> [WHAT YOU WILL DO]
Count the lines of the data that have the word "entry", then report the number without anything else.

(Stored items)
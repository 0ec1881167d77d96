//! Imperative shell for deciding satisfiability of labels.

use std::{process::ExitCode, time::Instant};

use log::error;

use crate::core::{arena::Arena, expr::Id, gen, label::Label, reasoner};
use crate::parser::{self, ParseError};
use crate::util;

/// Largest label that is echoed back in full; larger labels are reported by line index.
const LABEL_PRINT_LIMIT: usize = 100;

/// Default largest family parameter used by benchmark mode.
const BENCH_LIMIT: usize = 10;

/// Main entry point.
///
/// Dispatches on the invocation shape: `-label <label>` decides a single label, `-bench [n]`
/// times the parametric formula families, and any other single argument is read as a label
/// file (`-` for standard input) with one label per line.
/// The exit code reflects whether every input could be parsed and decided, not the verdicts.
pub fn main(args: Vec<String>) -> ExitCode {
    match args.first().map(String::as_str) {
        Some("-label") if args.len() == 2 => run_label(&args[1]),
        Some("-bench") if args.len() <= 2 => run_bench(args.get(1)),
        Some(path) if args.len() == 1 => run_file(path),
        _ => {
            eprintln!("usage: reasoner -label \"<formula>[,<formula>...]\"");
            eprintln!("       reasoner <path>");
            eprintln!("       reasoner -bench [n]");
            ExitCode::FAILURE
        }
    }
}

/// Decides a single label given on the command line.
fn run_label(input: &str) -> ExitCode {
    let mut arena = Arena::new();
    match decide(&mut arena, input, 0) {
        Ok(line) => {
            println!("{line}");
            ExitCode::SUCCESS
        }
        Err(err) => {
            error!("cannot parse label: {err}");
            ExitCode::FAILURE
        }
    }
}

/// Decides every line of a label file.
///
/// A label that fails to parse is reported and skipped; the remaining labels are still
/// decided, and the process exits non-zero at the end.
fn run_file(path: &str) -> ExitCode {
    let file = match util::read_file(path) {
        Ok(file) => file,
        Err(err) => {
            error!("cannot read {path}: {err}");
            return ExitCode::FAILURE;
        }
    };
    let mut arena = Arena::new();
    let mut failed = false;
    for (index, line) in file.lines().enumerate() {
        match decide(&mut arena, line, index) {
            Ok(line) => println!("{line}"),
            Err(err) => {
                error!("skipping label {index}: {err}");
                failed = true;
            }
        }
    }
    if failed {
        ExitCode::FAILURE
    } else {
        ExitCode::SUCCESS
    }
}

/// Parses, normalizes, and decides one label, returning its report line.
pub(crate) fn decide(arena: &mut Arena, input: &str, index: usize) -> Result<String, ParseError> {
    let label = parser::parse_label(arena, input)?;
    let normalized = label.normalized(arena);
    let satisfiable = reasoner::successful(arena, normalized);
    Ok(report(arena, &label, index, satisfiable))
}

/// Formats the report line for a decided label.
///
/// Small labels are echoed in full, in the order their formulae were first parsed; labels
/// with more than [LABEL_PRINT_LIMIT] formulae are reported by their zero-based line index.
pub(crate) fn report(arena: &Arena, label: &Label, index: usize, satisfiable: bool) -> String {
    let verdict = if satisfiable {
        "is satisfiable"
    } else {
        "is not satisfiable"
    };
    if label.len() <= LABEL_PRINT_LIMIT {
        format!("{} {}", label.as_ref(arena), verdict)
    } else {
        format!("Label {index} {verdict}")
    }
}

/// Times the three parametric formula families for parameters `0..=limit`.
fn run_bench(limit: Option<&String>) -> ExitCode {
    let limit: usize = match limit.map(|raw| raw.parse()) {
        None => BENCH_LIMIT,
        Some(Ok(limit)) => limit,
        Some(Err(_)) => {
            error!("the benchmark parameter must be a number");
            return ExitCode::FAILURE;
        }
    };
    let mut arena = Arena::new();
    let families: [(&str, fn(&mut Arena, usize) -> Id); 3] = [
        ("linear_neg", gen::linear_neg),
        ("exp_size", gen::exp_size),
        ("exp_model", gen::exp_model),
    ];
    for (name, family) in families {
        for n in 0..=limit {
            bench_instance(&mut arena, name, n, family);
        }
    }
    ExitCode::SUCCESS
}

/// Generates, normalizes, and decides one family instance, printing the elapsed time.
fn bench_instance(arena: &mut Arena, name: &str, n: usize, family: fn(&mut Arena, usize) -> Id) {
    let id = family(arena, n);
    let id = arena.normalize(id);
    let label: Label = [id].into_iter().collect();
    let start = Instant::now();
    let satisfiable = reasoner::successful(arena, label);
    println!(
        "{:.3} ms to decide {name}({n}) as {}satisfiable",
        start.elapsed().as_secs_f64() * 1000.0,
        if satisfiable { "" } else { "not " }
    );
}
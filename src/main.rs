//! Binary entry point of the reasoner.

use std::{env, process::ExitCode};

use simple_logger::SimpleLogger;

/// Installs the log sink, then hands the argument vector to the shell.
///
/// The default level only surfaces warnings and errors; set `RUST_LOG` to `info` or `debug`
/// to watch rule applications and branch decisions.
fn main() -> ExitCode {
    SimpleLogger::new()
        .with_level(log::LevelFilter::Warn)
        .env()
        .init()
        .unwrap();
    modalk::shell::main(env::args().skip(1).collect())
}
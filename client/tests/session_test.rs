//! Integration tests for session restore, persistence, and logout.

use std::sync::Arc;

use client::models::keys;
use client::{ApiClient, ApiError, MemoryStore, SessionManager, SessionStore};
use mockito::{Matcher, Server};
use serde_json::json;

fn manager_for(server: &Server) -> (SessionManager, Arc<ApiClient>, Arc<MemoryStore>) {
    let store = Arc::new(MemoryStore::new());
    let client = Arc::new(ApiClient::new(server.url(), store.clone()));
    let manager = SessionManager::new(client.clone(), store.clone());
    (manager, client, store)
}

#[tokio::test]
async fn restore_arms_client_from_cached_session() {
    //* Given
    let mut server = Server::new_async().await;
    let mock = server
        .mock("GET", "/employees/me")
        .match_header("authorization", "Bearer at-cached")
        .with_status(200)
        .with_header("content-type", "application/json")
        .with_body(r#"{"id": 7}"#)
        .expect(1)
        .create_async()
        .await;

    let (manager, client, store) = manager_for(&server);
    store.set(keys::ACCESS_TOKEN, "at-cached").await.unwrap();
    store
        .set(keys::USER, r#"{"id":7,"email":"e@acme.test","role":"employee","companyId":3}"#)
        .await
        .unwrap();

    //* When
    let user = manager.restore().await.expect("restore");

    //* Then
    let user = user.expect("session should be restored");
    assert_eq!(user["companyId"], 3);
    assert_eq!(manager.current_user().await.unwrap()["id"], 7);

    // The client is armed with the cached token
    client.get_my_profile().await.expect("authenticated request");
    mock.assert_async().await;
}

#[tokio::test]
async fn restore_without_cached_session_is_a_noop() {
    //* Given
    let server = Server::new_async().await;
    let (manager, _client, _store) = manager_for(&server);

    //* When
    let user = manager.restore().await.expect("restore");

    //* Then
    assert!(user.is_none());
    assert!(manager.current_user().await.is_none());
}

#[tokio::test]
async fn restore_with_corrupt_user_clears_the_session() {
    //* Given
    let server = Server::new_async().await;
    let (manager, _client, store) = manager_for(&server);
    store.set(keys::ACCESS_TOKEN, "at-cached").await.unwrap();
    store.set(keys::REFRESH_TOKEN, "rt-cached").await.unwrap();
    store.set(keys::USER, "{not valid json").await.unwrap();

    //* When
    let user = manager.restore().await.expect("restore");

    //* Then
    assert!(user.is_none());
    assert_eq!(store.get(keys::ACCESS_TOKEN).await.unwrap(), None);
    assert_eq!(store.get(keys::REFRESH_TOKEN).await.unwrap(), None);
    assert_eq!(store.get(keys::USER).await.unwrap(), None);
}

#[tokio::test]
async fn login_persists_the_full_session() {
    //* Given
    let mut server = Server::new_async().await;
    server
        .mock("POST", "/auth/login")
        .with_status(200)
        .with_header("content-type", "application/json")
        .with_body(
            r#"{
                "accessToken": "at-1",
                "refreshToken": "rt-1",
                "user": {"id": 7, "email": "e@acme.test", "role": "admin", "companyId": 3}
            }"#,
        )
        .expect(1)
        .create_async()
        .await;

    let (manager, _client, store) = manager_for(&server);

    //* When
    let user = manager.login("e@acme.test", "hunter2").await.expect("login");

    //* Then
    assert_eq!(user["role"], "admin");
    assert_eq!(
        store.get(keys::ACCESS_TOKEN).await.unwrap(),
        Some("at-1".to_string())
    );
    assert_eq!(
        store.get(keys::REFRESH_TOKEN).await.unwrap(),
        Some("rt-1".to_string())
    );
    let cached: serde_json::Value =
        serde_json::from_str(&store.get(keys::USER).await.unwrap().unwrap()).unwrap();
    assert_eq!(cached, json!({"id": 7, "email": "e@acme.test", "role": "admin", "companyId": 3}));
}

#[tokio::test]
async fn failed_login_clears_local_state_before_propagating() {
    //* Given
    let mut server = Server::new_async().await;
    server
        .mock("POST", "/auth/login")
        .with_status(401)
        .with_header("content-type", "application/json")
        .with_body(r#"{"error": "Invalid credentials"}"#)
        .expect(1)
        .create_async()
        .await;

    let (manager, _client, store) = manager_for(&server);
    // Residue from an earlier session
    store.set(keys::ACCESS_TOKEN, "at-old").await.unwrap();
    store.set(keys::USER, r#"{"id":1}"#).await.unwrap();

    //* When
    let err = manager.login("e@acme.test", "wrong").await.unwrap_err();

    //* Then
    match err {
        ApiError::RequestFailed { status, message } => {
            assert_eq!(status, 401);
            assert_eq!(message, "Invalid credentials");
        }
        other => panic!("expected RequestFailed, got {other:?}"),
    }
    assert_eq!(store.get(keys::ACCESS_TOKEN).await.unwrap(), None);
    assert_eq!(store.get(keys::USER).await.unwrap(), None);
    assert!(manager.current_user().await.is_none());
}

#[tokio::test]
async fn register_persists_and_arms_like_login() {
    //* Given
    let mut server = Server::new_async().await;
    server
        .mock("POST", "/auth/register")
        .match_body(Matcher::Json(json!({
            "email": "owner@acme.test",
            "password": "hunter2",
            "companyName": "Acme",
            "industry": "Robotics",
        })))
        .with_status(200)
        .with_header("content-type", "application/json")
        .with_body(r#"{"accessToken": "at-1", "refreshToken": "rt-1", "user": {"id": 1, "role": "admin"}}"#)
        .expect(1)
        .create_async()
        .await;

    let profile_mock = server
        .mock("GET", "/employees/me")
        .match_header("authorization", "Bearer at-1")
        .with_status(200)
        .with_header("content-type", "application/json")
        .with_body(r#"{"id": 1}"#)
        .expect(1)
        .create_async()
        .await;

    let (manager, client, store) = manager_for(&server);

    //* When
    let user = manager
        .register("owner@acme.test", "hunter2", "Acme", Some("Robotics"))
        .await
        .expect("register");

    //* Then
    assert_eq!(user["role"], "admin");
    assert_eq!(
        store.get(keys::REFRESH_TOKEN).await.unwrap(),
        Some("rt-1".to_string())
    );
    client.get_my_profile().await.expect("authenticated request");
    profile_mock.assert_async().await;
}

#[tokio::test]
async fn logout_tears_down_client_and_store() {
    //* Given
    let mut server = Server::new_async().await;
    server
        .mock("POST", "/auth/login")
        .with_status(200)
        .with_header("content-type", "application/json")
        .with_body(r#"{"accessToken": "at-1", "refreshToken": "rt-1", "user": {"id": 7}}"#)
        .create_async()
        .await;

    let bare_mock = server
        .mock("GET", "/employees/me")
        .match_header("authorization", Matcher::Missing)
        .with_status(200)
        .with_header("content-type", "application/json")
        .with_body("{}")
        .expect(1)
        .create_async()
        .await;

    let (manager, client, store) = manager_for(&server);
    manager.login("e@acme.test", "hunter2").await.expect("login");

    //* When
    manager.logout().await.expect("logout");

    //* Then
    assert!(manager.current_user().await.is_none());
    assert_eq!(store.get(keys::ACCESS_TOKEN).await.unwrap(), None);
    assert_eq!(store.get(keys::REFRESH_TOKEN).await.unwrap(), None);
    assert_eq!(store.get(keys::USER).await.unwrap(), None);

    // No server-side revocation: logout is purely local, and the next
    // request simply goes out unauthenticated
    client.get_my_profile().await.expect("unauthenticated request");
    bare_mock.assert_async().await;
}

> [SOLUTION FOR THIS PROBLEM]
2